SET wasn’t the only change to the high school schedule. Staff made time in the afternoons for check-ins with students and families together. And 11th grade English language arts, for instance, was offered nine times during extended flexible learning — at every period of the day, over the lunch hour, right after school at 3 o’clock, and finally at 7 p.m.
The flexible schedule meant many students would choose to come to class at the same time as their friends. This actually proved helpful — breakout rooms were more likely to see cameras on and discussions buzzing as students were comfortable with their self-selected classmates. Many preferred this format to in-person classroom discussions.

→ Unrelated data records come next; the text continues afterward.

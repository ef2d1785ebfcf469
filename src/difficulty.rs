/// Course difficulty rating
///
/// Every score here is a pure function of a finished `CourseProfile`. The
/// calculator keeps no state between courses, so one instance can be shared
/// freely across threads.

use serde::{Deserialize, Serialize};

use crate::course::{ClimbSegment, CourseProfile};

/// Gradient bands (%): easy below the first, extreme at or above the last.
const GRADE_EASY: f64 = 3.0;
const GRADE_MODERATE: f64 = 6.0;
const GRADE_HARD: f64 = 10.0;

/// Elevation intensity bands (ft/mile).
const INTENSITY_FLAT: f64 = 20.0;
const INTENSITY_ROLLING: f64 = 50.0;
const INTENSITY_HILLY: f64 = 100.0;
const INTENSITY_MOUNTAINOUS: f64 = 150.0;

const HIGH_ALTITUDE_FT: f64 = 5000.0;
const LATE_RACE_FRACTION: f64 = 0.7;
const TECHNICAL_KEYWORD_WEIGHT: f64 = 0.5;

#[derive(Debug, Clone, PartialEq, Serialize, Deserialize)]
#[serde(default)]
pub struct DifficultyConfig {
    /// Crux segments reported by `calculate`.
    pub crux_top_n: usize,
}

impl Default for DifficultyConfig {
    fn default() -> Self {
        DifficultyConfig { crux_top_n: 3 }
    }
}

/// Share (%) of gradient samples in each band.
#[derive(Debug, Clone, Copy, Default, PartialEq, Serialize, Deserialize)]
pub struct GradientDistribution {
    pub easy: f64,
    pub moderate: f64,
    pub hard: f64,
    pub extreme: f64,
}

#[derive(Debug, Clone, Copy, Default, PartialEq, Serialize, Deserialize)]
pub struct GradientStats {
    pub avg: f64,
    pub max: f64,
    /// Population standard deviation of the samples.
    pub std_dev: f64,
    pub distribution: GradientDistribution,
}

#[derive(Debug, Clone, PartialEq, Serialize, Deserialize)]
pub struct CruxSegment {
    pub name: String,
    pub start_mile: f64,
    pub length_miles: f64,
    pub avg_grade: f64,
    pub max_grade: f64,
    pub elevation_gain_ft: f64,
    pub difficulty_score: f64,
    pub strategic_importance: String,
}

#[derive(Debug, Clone, PartialEq, Serialize, Deserialize)]
pub struct DifficultyMetrics {
    pub overall_rating: f64,
    pub elevation_intensity_ft_per_mile: f64,
    pub avg_grade: f64,
    pub max_grade: f64,
    pub grade_variance: f64,
    pub gradient_distribution: GradientDistribution,
    pub climb_clustering: f64,
    pub technical_difficulty: f64,
    pub crux_segments: Vec<CruxSegment>,
    pub justification: String,
    pub insights: Vec<String>,
}

#[derive(Debug, Clone, Default)]
pub struct DifficultyCalculator {
    config: DifficultyConfig,
}

impl DifficultyCalculator {
    pub fn new(config: DifficultyConfig) -> Self {
        DifficultyCalculator { config }
    }

    pub fn config(&self) -> &DifficultyConfig {
        &self.config
    }

    pub fn calculate(&self, course: &CourseProfile) -> DifficultyMetrics {
        let intensity = elevation_intensity(course);
        let stats = gradient_stats(course);
        let clustering = climb_clustering(course);
        let technical = technical_difficulty(course);
        let crux = crux_segments(course, self.config.crux_top_n);

        let rating = overall_rating(course.distance_miles(), intensity, &stats, clustering, technical, course.altitude_ft);
        let justification = justification(rating, intensity, &stats, clustering, technical, course.altitude_ft);
        let insights = insights(course, intensity, &crux, clustering);

        DifficultyMetrics {
            overall_rating: rating,
            elevation_intensity_ft_per_mile: intensity,
            avg_grade: stats.avg,
            max_grade: stats.max,
            grade_variance: stats.std_dev,
            gradient_distribution: stats.distribution,
            climb_clustering: clustering,
            technical_difficulty: technical,
            crux_segments: crux,
            justification,
            insights,
        }
    }
}

fn mean(values: &[f64]) -> f64 {
    if values.is_empty() {
        return 0.0;
    }
    values.iter().sum::<f64>() / values.len() as f64
}

fn population_std_dev(values: &[f64]) -> f64 {
    if values.len() < 2 {
        return 0.0;
    }
    let m = mean(values);
    let variance = values.iter().map(|v| (v - m).powi(2)).sum::<f64>() / values.len() as f64;
    variance.sqrt()
}

/// Format a whole number of feet with thousands separators, e.g. `6,000`.
pub(crate) fn format_feet(value: f64) -> String {
    let rounded = value.round() as i64;
    let digits = rounded.unsigned_abs().to_string();
    let mut grouped = String::new();
    for (i, c) in digits.chars().enumerate() {
        if i > 0 && (digits.len() - i) % 3 == 0 {
            grouped.push(',');
        }
        grouped.push(c);
    }
    if rounded < 0 {
        format!("-{}", grouped)
    } else {
        grouped
    }
}

/// Feet of climbing per mile of course.
pub fn elevation_intensity(course: &CourseProfile) -> f64 {
    let distance = course.distance_miles();
    if distance <= 0.0 {
        return 0.0;
    }
    course.elevation_gain_ft() / distance
}

/// Statistics over every climb's average and maximum grade plus the
/// magnitude of every graded point.
pub fn gradient_stats(course: &CourseProfile) -> GradientStats {
    let mut samples = Vec::new();
    for climb in &course.climbs {
        samples.push(climb.avg_grade);
        if climb.max_grade > 0.0 {
            samples.push(climb.max_grade);
        }
    }
    samples.extend(course.points.iter().filter_map(|p| p.grade_percent).map(f64::abs));

    if samples.is_empty() {
        return GradientStats::default();
    }

    let mut counts = [0usize; 4];
    for grade in samples.iter().map(|g| g.abs()) {
        let band = if grade < GRADE_EASY {
            0
        } else if grade < GRADE_MODERATE {
            1
        } else if grade < GRADE_HARD {
            2
        } else {
            3
        };
        counts[band] += 1;
    }
    let total = samples.len() as f64;
    let share = |count: usize| count as f64 / total * 100.0;

    GradientStats {
        avg: mean(&samples),
        max: samples.iter().copied().fold(f64::NEG_INFINITY, f64::max),
        std_dev: population_std_dev(&samples),
        distribution: GradientDistribution {
            easy: share(counts[0]),
            moderate: share(counts[1]),
            hard: share(counts[2]),
            extreme: share(counts[3]),
        },
    }
}

/// 0 for rolling terrain, 1 for a course dominated by long sustained climbs.
pub fn climb_clustering(course: &CourseProfile) -> f64 {
    if course.climbs.len() < 2 {
        return 0.0;
    }

    let mut starts: Vec<f64> = course.climbs.iter().map(|c| c.start_mile).collect();
    starts.sort_by(|a, b| a.total_cmp(b));
    let gaps: Vec<f64> = starts.windows(2).map(|w| w[1] - w[0]).collect();

    let avg_gap = mean(&gaps);
    let normalized_variance = if avg_gap > 0.0 {
        population_std_dev(&gaps) / avg_gap
    } else {
        0.0
    };

    let distance = course.distance_miles();
    let max_length = course
        .climbs
        .iter()
        .map(|c| c.length_miles)
        .fold(0.0, f64::max);
    let length_factor = if distance > 0.0 { max_length / distance } else { 0.0 };

    (normalized_variance * 0.6 + length_factor * 4.0).clamp(0.0, 1.0)
}

pub fn technical_difficulty(course: &CourseProfile) -> f64 {
    let mut factors = Vec::new();

    for climb in &course.climbs {
        if climb.max_grade > 15.0 {
            factors.push((climb.max_grade / 30.0).min(1.0));
        }
        if climb.avg_grade > 10.0 {
            factors.push((climb.avg_grade / 20.0).min(1.0));
        }
    }

    for section in &course.technical_sections {
        if let Some(grade) = section.grade_percent.map(f64::abs) {
            if grade > 8.0 {
                factors.push((grade / 20.0).min(1.0));
            }
        }
        if section.has_technical_keyword() {
            factors.push(TECHNICAL_KEYWORD_WEIGHT);
        }
    }

    mean(&factors)
}

/// Weighted difficulty of one climb in the context of its course, in [0, 1].
pub fn crux_score(climb: &ClimbSegment, course_distance: f64) -> f64 {
    let position = if course_distance > 0.0 {
        climb.start_mile / course_distance
    } else {
        0.0
    };
    let score = (climb.avg_grade / 10.0) * 0.4
        + (climb.max_grade / 20.0) * 0.2
        + (climb.length_miles / 3.0) * 0.2
        + (climb.elevation_gain_ft / 1000.0) * 0.2
        + position * 0.1;
    score.clamp(0.0, 1.0)
}

pub fn strategic_importance(climb: &ClimbSegment, course: &CourseProfile) -> String {
    let mut factors = Vec::new();

    if climb.start_mile > course.distance_miles() * LATE_RACE_FRACTION {
        factors.push("Late-race position increases importance");
    }
    if climb.avg_grade > 10.0 {
        factors.push("Steep gradient creates selection");
    }
    if climb.length_miles > 2.0 {
        factors.push("Sustained effort required");
    }
    let followed_by_descent = course.technical_sections.iter().any(|section| {
        section.is_descent()
            && section
                .start_mile
                .map(|mile| (mile - climb.end_mile()).abs() < 2.0)
                .unwrap_or(false)
    });
    if followed_by_descent {
        factors.push("Followed by technical descent");
    }

    if factors.is_empty() {
        "Key segment".to_string()
    } else {
        factors.join("; ")
    }
}

/// The `top_n` hardest climbs, hardest first. Equal scores keep course order.
pub fn crux_segments(course: &CourseProfile, top_n: usize) -> Vec<CruxSegment> {
    let distance = course.distance_miles();
    let mut candidates: Vec<CruxSegment> = course
        .climbs
        .iter()
        .map(|climb| CruxSegment {
            name: climb.name.clone(),
            start_mile: climb.start_mile,
            length_miles: climb.length_miles,
            avg_grade: climb.avg_grade,
            max_grade: climb.max_grade,
            elevation_gain_ft: climb.elevation_gain_ft,
            difficulty_score: crux_score(climb, distance),
            strategic_importance: strategic_importance(climb, course),
        })
        .collect();

    candidates.sort_by(|a, b| b.difficulty_score.total_cmp(&a.difficulty_score));
    candidates.truncate(top_n);
    candidates
}

fn intensity_points(intensity: f64) -> f64 {
    if intensity < INTENSITY_FLAT {
        0.5
    } else if intensity < INTENSITY_ROLLING {
        1.0
    } else if intensity < INTENSITY_HILLY {
        2.0
    } else if intensity < INTENSITY_MOUNTAINOUS {
        2.5
    } else {
        3.0
    }
}

/// Overall rating on a 1-10 scale, rounded to one decimal.
///
/// A course with no distance earns no terrain points and rates exactly 1.0.
pub fn overall_rating(
    distance_miles: f64,
    intensity: f64,
    stats: &GradientStats,
    clustering: f64,
    technical: f64,
    altitude_ft: f64,
) -> f64 {
    let mut rating = 1.0;

    if distance_miles > 0.0 {
        rating += intensity_points(intensity);
    }
    rating += (stats.avg / 5.0).min(2.0);
    rating += (stats.max / 20.0).min(1.0);
    rating += clustering;
    rating += technical;
    if altitude_ft > HIGH_ALTITUDE_FT {
        rating += ((altitude_ft - HIGH_ALTITUDE_FT) / HIGH_ALTITUDE_FT).min(1.0);
    }

    if !rating.is_finite() {
        return 1.0;
    }
    ((rating * 10.0).round() / 10.0).clamp(1.0, 10.0)
}

pub fn justification(
    rating: f64,
    intensity: f64,
    stats: &GradientStats,
    clustering: f64,
    technical: f64,
    altitude_ft: f64,
) -> String {
    let mut parts = Vec::new();

    parts.push(
        if rating <= 3.0 {
            "This is a relatively easy course"
        } else if rating <= 5.0 {
            "This is a moderately challenging course"
        } else if rating <= 7.0 {
            "This is a challenging course"
        } else {
            "This is an extremely difficult course"
        }
        .to_string(),
    );

    let terrain = if intensity < INTENSITY_FLAT {
        "minimal elevation"
    } else if intensity < INTENSITY_ROLLING {
        "rolling terrain"
    } else if intensity < INTENSITY_HILLY {
        "hilly terrain"
    } else if intensity < INTENSITY_MOUNTAINOUS {
        "mountainous terrain"
    } else {
        "extreme elevation"
    };
    parts.push(format!("with {} ({:.0} ft/mile)", terrain, intensity));

    if stats.max > 15.0 {
        parts.push(format!("including very steep sections up to {:.1}%", stats.max));
    } else if stats.max > 10.0 {
        parts.push(format!("with steep climbs up to {:.1}%", stats.max));
    }

    if clustering > 0.7 {
        parts.push("featuring long, sustained climbs".to_string());
    } else if clustering < 0.3 {
        parts.push("with evenly distributed rolling hills".to_string());
    }

    if technical > 0.5 {
        parts.push("and significant technical challenges".to_string());
    }

    if altitude_ft > HIGH_ALTITUDE_FT {
        parts.push(format!("at high altitude ({} ft)", format_feet(altitude_ft)));
    }

    parts.join(". ") + "."
}

pub fn insights(course: &CourseProfile, intensity: f64, crux: &[CruxSegment], clustering: f64) -> Vec<String> {
    let mut insights = Vec::new();

    if intensity > INTENSITY_HILLY {
        insights.push("Conservative pacing essential - save energy for frequent climbs".to_string());
    } else if intensity > INTENSITY_ROLLING {
        insights.push("Maintain steady effort on rolling sections".to_string());
    }

    if clustering > 0.7 {
        insights.push("Long climbs require sustained power - practice extended threshold efforts".to_string());
    } else if clustering < 0.3 {
        insights.push("Frequent short climbs favor explosive power - train repeated accelerations".to_string());
    }

    if let Some(key) = crux.first() {
        insights.push(format!(
            "Key selection point: {} at mile {:.1} ({:.1}% grade)",
            key.name, key.start_mile, key.avg_grade
        ));

        let late_mile = course.distance_miles() * LATE_RACE_FRACTION;
        if let Some(late) = crux.iter().find(|s| s.start_mile > late_mile) {
            insights.push(format!(
                "Critical late-race climb at mile {:.1} - conserve energy early",
                late.start_mile
            ));
        }
    }

    let descents = course.technical_sections.iter().filter(|s| s.is_descent()).count();
    if descents > 3 {
        insights.push(format!(
            "{} technical descents - practice descending skills for time gains",
            descents
        ));
    }

    if course.altitude_ft > HIGH_ALTITUDE_FT {
        insights.push(format!(
            "High altitude ({} ft) will reduce power output by ~10-15%",
            format_feet(course.altitude_ft)
        ));
        insights.push("Arrive 2-3 days early for altitude acclimatization".to_string());
    }

    if intensity > INTENSITY_HILLY {
        insights.push("High energy demands - increase carbohydrate intake to 90g/hour".to_string());
    }

    insights
}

Jennifer Haviland and her colleagues knew that each student’s experience of the pandemic was different, and there could be countless reasons regular class times might not work for young people’s newly irregular lives. In addition to that, “I always had video lessons available if [students] missed a live lesson,” said Haviland.
Principle 2 in Evidence: “Learning is the constant, not time”
The new emphasis on competencies, as well as keeping the flame lit on “anytime, anywhere” learning, meant a rethinking of traditional assessments.
Many high school courses didn’t assign grades by trimester, but waited until the end of the year. The district intentionally took a “do no harm” approach to grading — they did not fail students but instead used moments when students were struggling to ask, “Where are you in the learning and what do you need?”
Instead of assigning an F letter grade, the district used “Not Yet.” Where an F has a finality to it, “Not Yet” requires a plan. How is this student going to get where they need to be? They also used NE, or “No Evidence.” A student might have mastery in an area yet needs to demonstrate it.
SLP’s halting of punitive letter grades and grace in giving students time to prove their skills and knowledge shifted the entire student experience.
“Learning is the constant, not time,” said Hope Rahn, repeating what is almost dogma at SLP.
The evidence suggests the experiment was a success: Jennifer Haviland’s English language arts course, for example, saw passage rates on par with non-pandemic years.
Spring Lake Park has no intention of reversing course.
“Our staffing prototypes are more innovative than they’ve ever been,” said Melissa Olson. In addition to maintaining the team structure in ninth and tenth grade, the high school is introducing co-created courses for students interested in growing their competencies and building a course in partnership with a learner advocate. They’re also likely to keep Support and Enrichment Time.
Anytime, anywhere and competency-based learning — both in the works pre-pandemic but stress-tested and piloted in new ways because of Covid — are also here to stay.
Concluded Olson, “Everone’s really excited to keep building and innovating on all the things we had to do this year because we had to do things differently.”